Together, complaints about credit and insurance are way ahead of complaints about any other product type.

As the chart below shows, nothing – not bank deposits, not superannuation, not financial advice, not investment funds – comes close.

In fact, superannuation, which unlike insurance is explicitly listed in the terms of reference of the royal commission, does not even register in the FOS’s figures.

When it comes to the type of institutions we are complaining about, banks, lenders and insurance companies together account for more than 80 per cent of disputes.

And banks are way in front.

Credit

The FOS, a government-initiated body set up to resolve disputes between consumers and financial services providers, tells us that last year 43 per cent (10,973) of all the disputes it presided over related to credit-based products.

While a very small portion of that was business credit, the vast majority (nearly 90 per cent) of disputes related to consumer lending.

The number one disputed product was – surprise surprise – credit cards, accounting for 38 per cent of all disputes.

Home loans came in second, at 27 per cent, with personal loans (which include car loans) close behind at 21 per cent.

The number one reason for credit disputes was “financial difficulty” – ie people finding themselves unable to service their debt.

This picture was corroborated by the Consumer Action Law Centre, which in its recent submission to the royal commission listed “irresponsible lending” as the number one concern for the generally lower-income people it deals with.

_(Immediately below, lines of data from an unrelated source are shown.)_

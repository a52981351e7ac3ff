//! N-ary tree used to pretty-print the status of the dotfiles dir.
//!
//! Construction and rendering are the only operations the status view needs;
//! nodes are plain values and the renderer is a single recursive pass.

/// A node in the status tree.
#[derive(Debug, Clone, PartialEq, Eq)]
pub struct Node {
    /// Display value for this node.
    pub value: String,
    /// Child nodes, printed in insertion order.
    pub children: Vec<Node>,
}

impl Node {
    /// Create a leafless node. An empty value displays as `"."`.
    #[must_use]
    pub fn new(value: impl Into<String>) -> Self {
        let mut value = value.into();
        if value.is_empty() {
            value.push('.');
        }
        Self {
            value,
            children: Vec::new(),
        }
    }

    /// Append `node` as the last child.
    pub fn add(&mut self, node: Node) {
        self.children.push(node);
    }

    /// Return the direct child with `value`, creating it if absent.
    pub fn child_or_insert(&mut self, value: &str) -> &mut Node {
        let idx = match self.children.iter().position(|c| c.value == value) {
            Some(idx) => idx,
            None => {
                self.children.push(Node::new(value));
                self.children.len() - 1
            }
        };
        &mut self.children[idx]
    }

    /// Render the tree with box-drawing branch guides.
    #[must_use]
    pub fn render(&self) -> String {
        let mut out = String::new();
        self.render_node("", "", &mut out);
        out
    }

    fn render_node(&self, line_prefix: &str, child_prefix: &str, out: &mut String) {
        out.push_str(line_prefix);
        out.push_str(&self.value);
        out.push('\n');

        let count = self.children.len();
        for (i, child) in self.children.iter().enumerate() {
            let (connector, continuation) = if i + 1 == count {
                ("└── ", "    ")
            } else {
                ("├── ", "│   ")
            };
            child.render_node(
                &format!("{child_prefix}{connector}"),
                &format!("{child_prefix}{continuation}"),
                out,
            );
        }
    }
}
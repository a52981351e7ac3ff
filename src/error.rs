//! Domain-specific error types for the deployment engine.
//!
//! Internal modules return typed errors (e.g., [`StateError`],
//! [`CollisionError`]) while command handlers at the CLI boundary convert
//! them to [`anyhow::Error`] via the standard `?` operator.
//!
//! # Error hierarchy
//!
//! ```text
//! PathError      — tilde expansion, relativization failures
//! ConfigError    — module.toml decoding and validation
//! StateError     — state record loading and persistence
//! TemplateError  — template parsing and rendering
//! CollisionError — pre-existing paths at a symlink target
//! HookError      — hook subprocess failures
//! ```

use std::path::PathBuf;

use thiserror::Error;

/// Errors that arise from path resolution and rewriting.
#[derive(Error, Debug)]
pub enum PathError {
    /// A leading `~` could not be expanded because no home directory is known.
    #[error("cannot expand '~' in '{path}': no home directory for the current user")]
    HomeDirUnknown {
        /// The path that contained the tilde.
        path: String,
    },

    /// A path expected to live under a base directory does not.
    #[error("path '{path}' is not located under '{base}'")]
    NotUnderBase {
        /// The offending path.
        path: PathBuf,
        /// The base it was expected to live under.
        base: PathBuf,
    },
}

/// Errors that arise from loading and validating a module configuration.
#[derive(Error, Debug)]
pub enum ConfigError {
    /// The module metadata file could not be read.
    #[error("could not read module config {path}: {source}")]
    Io {
        /// Path to the metadata file.
        path: PathBuf,
        /// Underlying I/O error.
        source: std::io::Error,
    },

    /// The module metadata file is not valid TOML (or has a wrong shape).
    #[error("could not decode module config {path}: {source}")]
    Decode {
        /// Path to the metadata file.
        path: PathBuf,
        /// Underlying TOML error.
        source: Box<toml::de::Error>,
    },

    /// A required field is empty or absent.
    #[error("'{0}' is a required field")]
    MissingField(&'static str),

    /// A path field references a location that does not exist.
    #[error("the config field '{field}' references a non-existing path: {path}")]
    MissingPath {
        /// Name of the path field.
        field: &'static str,
        /// The resolved path that was not found.
        path: PathBuf,
    },

    /// A path field failed to resolve.
    #[error("could not resolve the config field '{field}': {source}")]
    Resolve {
        /// Name of the path field.
        field: &'static str,
        /// Underlying path error.
        source: PathError,
    },
}

/// Errors that arise from the state record.
#[derive(Error, Debug)]
pub enum StateError {
    /// The state file does not exist; the dotfiles dir was never initialized.
    #[error("no state file at {path}; run 'peridot init' first")]
    NotInitialized {
        /// Expected location of the state file.
        path: PathBuf,
    },

    /// The state file could not be read or written.
    #[error("could not access state file {path}: {source}")]
    Io {
        /// Path to the state file.
        path: PathBuf,
        /// Underlying I/O error.
        source: std::io::Error,
    },

    /// The state file is not valid JSON (or has a wrong shape).
    #[error("could not decode state file {path}: {source}")]
    Decode {
        /// Path to the state file.
        path: PathBuf,
        /// Underlying JSON error.
        source: serde_json::Error,
    },

    /// The state could not be encoded for persistence.
    #[error("could not encode state: {0}")]
    Encode(#[source] serde_json::Error),
}

/// Errors that arise from template rendering.
#[derive(Error, Debug)]
pub enum TemplateError {
    /// The source file could not be read.
    #[error("could not read template source {path}: {source}")]
    Io {
        /// Path to the source file.
        path: PathBuf,
        /// Underlying I/O error.
        source: std::io::Error,
    },

    /// The source file is not a syntactically valid template.
    #[error("invalid template {path}: {source}")]
    Parse {
        /// Path to the source file.
        path: PathBuf,
        /// Underlying template error.
        source: minijinja::Error,
    },

    /// Rendering failed after the template parsed successfully.
    #[error("could not render template {path}: {source}")]
    Render {
        /// Path to the source file.
        path: PathBuf,
        /// Underlying template error.
        source: minijinja::Error,
    },
}

/// Errors that arise when a symlink target is already occupied.
#[derive(Error, Debug)]
pub enum CollisionError {
    /// A regular file or directory occupies the target and neither `--adopt`
    /// nor `--overwrite` was given.
    #[error("found non-symlink without adopt or overwrite option at: {path}")]
    NonSymlinkPresent {
        /// The occupied symlink target.
        path: PathBuf,
    },

    /// A symlink occupies the target but is not recorded as managed by the
    /// module being deployed.
    #[error("found existing symlink not managed by module at: {path}")]
    ForeignSymlink {
        /// The occupied symlink target.
        path: PathBuf,
    },

    /// Inspecting or adopting the target failed at the I/O level.
    #[error("could not resolve collision at {path}: {source}")]
    Io {
        /// The symlink target being inspected.
        path: PathBuf,
        /// Underlying I/O error.
        source: std::io::Error,
    },
}

/// Errors that arise from hook subprocess execution.
#[derive(Error, Debug)]
pub enum HookError {
    /// The hook command could not be spawned at all.
    #[error("could not spawn hook '{hook}': {source}")]
    Spawn {
        /// The hook command string.
        hook: String,
        /// Underlying I/O error.
        source: std::io::Error,
    },

    /// The hook ran but exited with a non-zero status.
    #[error("hook '{hook}' failed with exit code {code}")]
    Failed {
        /// The hook command string.
        hook: String,
        /// Exit code (-1 if terminated by a signal).
        code: i32,
    },
}
//! Init command: create the dotfiles dir and an empty state record.
use std::fs;

use anyhow::{Context as _, Result};

use crate::cli::InitArgs;
use crate::logging::Logger;
use crate::paths;
use crate::state::State;

/// Run the init command.
///
/// Creates the target directory, the reserved `.peridot/` subdirectory, and
/// an empty state record. An existing `state.json` is never clobbered, so
/// re-running init is safe.
///
/// # Errors
///
/// Returns an error if a directory or the state file cannot be created.
pub fn run(args: &InitArgs, log: &Logger) -> Result<()> {
    let cwd = std::env::current_dir().context("could not determine working directory")?;

    let target = if let Some(dir) = &args.dir {
        paths::resolve(&dir.to_string_lossy(), &cwd)?
    } else if args.here {
        cwd
    } else {
        paths::dotfiles_root_lookup()
    };

    fs::create_dir_all(&target)
        .with_context(|| format!("could not create dotfiles dir {}", target.display()))?;
    fs::create_dir_all(paths::peridot_dir(&target))
        .with_context(|| format!("could not create {}", paths::peridot_dir(&target).display()))?;

    if paths::state_file(&target).exists() {
        log.info(&format!(
            "dotfiles dir {} is already initialized",
            target.display()
        ));
        return Ok(());
    }

    State::default().save(&target)?;
    log.info(&format!("initialized dotfiles dir {}", target.display()));
    Ok(())
}
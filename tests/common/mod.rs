// Shared helpers for integration tests.
//
// Provides a temporary-directory-backed dotfiles root and a fluent builder
// so each integration test can set up an isolated environment without
// repeating filesystem boilerplate.
//
// Used by all integration test binaries that declare `mod common;`.
#![allow(dead_code)]

use std::path::{Path, PathBuf};

use peridot::cli::DeployArgs;
use peridot::commands::AppContext;
use peridot::logging::Logger;
use peridot::state::State;

/// An isolated dotfiles root backed by a [`tempfile::TempDir`].
///
/// Contains an initialized `.peridot/state.json`, a `home/` directory usable
/// as the deployment target root, and whatever modules the builder created.
/// Deleted automatically on drop.
pub struct TestRoot {
    tmp: tempfile::TempDir,
    /// The dotfiles root (a subdirectory of the temp dir).
    pub dr: PathBuf,
    /// A target root standing in for the user's home directory.
    pub home: PathBuf,
}

impl TestRoot {
    /// Create an initialized, empty dotfiles root.
    pub fn new() -> Self {
        let tmp = tempfile::tempdir().expect("create temp dir");
        let dr = tmp.path().join("dotfiles");
        let home = tmp.path().join("home");
        std::fs::create_dir_all(peridot::paths::peridot_dir(&dr)).expect("create .peridot");
        std::fs::create_dir_all(&home).expect("create home");
        State::default().save(&dr).expect("write empty state");
        Self { tmp, dr, home }
    }

    /// Command context rooted at this dotfiles dir.
    pub fn ctx(&self) -> AppContext {
        AppContext::at(&self.dr)
    }

    /// Load the persisted state record.
    pub fn state(&self) -> State {
        State::load(&self.dr).expect("load state")
    }

    /// Register `module` in the persisted state record (status NotDeployed).
    pub fn manage(&self, module: &str) {
        let mut state = self.state();
        state.modules.entry(module.to_string()).or_default();
        state.save(&self.dr).expect("save state");
    }

    /// Write a source file inside a module directory.
    pub fn write_module_file(&self, module: &str, rel: &str, content: &str) {
        let path = self.dr.join(module).join(rel);
        if let Some(parent) = path.parent() {
            std::fs::create_dir_all(parent).expect("create module subdirs");
        }
        std::fs::write(&path, content).expect("write module file");
    }

    /// Write a `module.toml` with the given extra lines appended after the
    /// standard `root`/`ignore` preamble.
    pub fn write_module_config(&self, module: &str, extra: &str) {
        let dir = self.dr.join(module);
        std::fs::create_dir_all(&dir).expect("create module dir");
        let config = format!(
            "root = \"{}\"\nignore = [\"module.toml\"]\n{extra}",
            self.home.display()
        );
        std::fs::write(dir.join("module.toml"), config).expect("write module.toml");
    }
}

/// Fluent builder over [`TestRoot`]: declare modules, their files, and their
/// configuration before the test body runs.
pub struct TestRootBuilder {
    root: TestRoot,
}

impl TestRootBuilder {
    pub fn new() -> Self {
        Self {
            root: TestRoot::new(),
        }
    }

    /// Add a managed module with a standard config pointing at `home/`.
    pub fn with_module(self, name: &str) -> Self {
        self.root.write_module_config(name, "");
        self.root.manage(name);
        self
    }

    /// Add a managed module whose config has extra TOML lines appended.
    pub fn with_module_config(self, name: &str, extra: &str) -> Self {
        self.root.write_module_config(name, extra);
        self.root.manage(name);
        self
    }

    /// Add a source file to a previously declared module.
    pub fn with_file(self, module: &str, rel: &str, content: &str) -> Self {
        self.root.write_module_file(module, rel, content);
        self
    }

    pub fn build(self) -> TestRoot {
        self.root
    }
}

/// Deploy arguments with all flags off.
pub fn deploy_args(module: &str) -> DeployArgs {
    DeployArgs {
        module: module.to_string(),
        root: None,
        dotreplace: false,
        simulate: false,
        adopt: false,
        overwrite: false,
    }
}

/// A logger handle for tests; console/file output is irrelevant here.
pub fn logger() -> Logger {
    Logger::new()
}

/// Assert that `path` is a symlink pointing at `expected_target`.
pub fn assert_symlink_to(path: &Path, expected_target: &Path) {
    let meta = std::fs::symlink_metadata(path)
        .unwrap_or_else(|_| panic!("expected symlink at {}", path.display()));
    assert!(meta.is_symlink(), "{} should be a symlink", path.display());
    assert_eq!(
        std::fs::read_link(path).expect("read link"),
        expected_target,
        "symlink target mismatch for {}",
        path.display()
    );
}
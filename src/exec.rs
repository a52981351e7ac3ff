//! Hook subprocess execution and binary lookup.
use std::path::Path;
use std::process::Command;

use crate::error::HookError;
use crate::logging::Logger;

/// Execute a hook command string synchronously.
///
/// The string is split on whitespace: the first word is the program, the rest
/// are its arguments. An empty string means "no hook" and succeeds
/// immediately. Combined stdout/stderr is captured and printed after the
/// hook completes.
///
/// # Errors
///
/// Returns [`HookError::Spawn`] if the process cannot be started and
/// [`HookError::Failed`] if it exits non-zero.
pub fn run_hook(hook: &str, cwd: &Path, log: &Logger) -> Result<(), HookError> {
    let mut parts = hook.split_whitespace();
    let Some(program) = parts.next() else {
        return Ok(());
    };

    log.debug(&format!("running hook: {hook}"));
    let output = Command::new(program)
        .args(parts)
        .current_dir(cwd)
        .output()
        .map_err(|source| HookError::Spawn {
            hook: hook.to_string(),
            source,
        })?;

    let stdout = String::from_utf8_lossy(&output.stdout);
    if !stdout.is_empty() {
        print!("{stdout}");
    }
    let stderr = String::from_utf8_lossy(&output.stderr);
    if !stderr.is_empty() {
        eprint!("{stderr}");
    }

    if !output.status.success() {
        return Err(HookError::Failed {
            hook: hook.to_string(),
            code: output.status.code().unwrap_or(-1),
        });
    }

    Ok(())
}

/// Check if a program is discoverable on `PATH`.
#[must_use]
pub fn which(program: &str) -> bool {
    #[cfg(target_os = "windows")]
    let check = Command::new("where").arg(program).output();

    #[cfg(not(target_os = "windows"))]
    let check = Command::new("which").arg(program).output();

    check.is_ok_and(|o| o.status.success())
}
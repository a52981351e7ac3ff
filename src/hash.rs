//! Content fingerprints for drift detection.
use std::fs::File;
use std::io::BufReader;
use std::path::Path;

use anyhow::{Context as _, Result};
use sha2::{Digest as _, Sha256};

/// Hash a file's contents with streamed SHA-256 and return the lowercase hex
/// digest.
///
/// Identical content always yields an identical digest; any byte change
/// yields a different one.
///
/// # Errors
///
/// Returns an error if the file cannot be opened or read.
pub fn hash_file(path: &Path) -> Result<String> {
    let file =
        File::open(path).with_context(|| format!("could not open file: {}", path.display()))?;
    let mut reader = BufReader::new(file);
    let mut hasher = Sha256::new();
    std::io::copy(&mut reader, &mut hasher)
        .with_context(|| format!("could not read file: {}", path.display()))?;
    Ok(hex::encode(hasher.finalize()))
}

The submission particularly singled out credit card lending.

“Poor lending practices in relation to credit cards are a significant issue,” the submission read.

“Lenders often do not properly assess a customer’s ability to repay a credit card limit, and offer credit card limit increases or balance transfer deals without properly assessing a customer’s current financial situation.”

Consumer Action put car finance high on its list of priorities for the royal commission, saying it received 1098 complaints about car loans last year.

“Consumer Action’s casework experience suggests there is systemic irresponsible lending in the car finance market, particularly for vehicle purchases by low-income and disadvantaged consumers,” the submission stated.

Commissioner Justice Kenneth Hayne will hold his first hearing on 12 February.

Commissioner Justice Kenneth Hayne will hold his first hearing on 12 February.

Insurance

Of the almost 9000 disputes over general insurance the FOS handled, 90 per cent related to domestic insurance.

Motor vehicle comprehensive insurance was number one at 33 per cent, followed by home building (30 per cent) and travel insurance (10 per cent).

When it came to life insurance, the majority of complaints (59 per cent) related to income stream cover – that is, insurance paid out to people who, through injury or ill health, are unable to work.

The remaining disputes were lump sum payments – which refer both to death benefits and to lump sum payments on total and permanent disability policies.

Consumer Action lists a number of concerns about life insurance, both individual life insurance sold through banks’ advisers as well as directly to consumers, and group life insurance sold through superannuation funds.

The group identified “exploitative advertising and marketing of direct life insurance” as an “area of high risk and concern for vulnerable consumers”.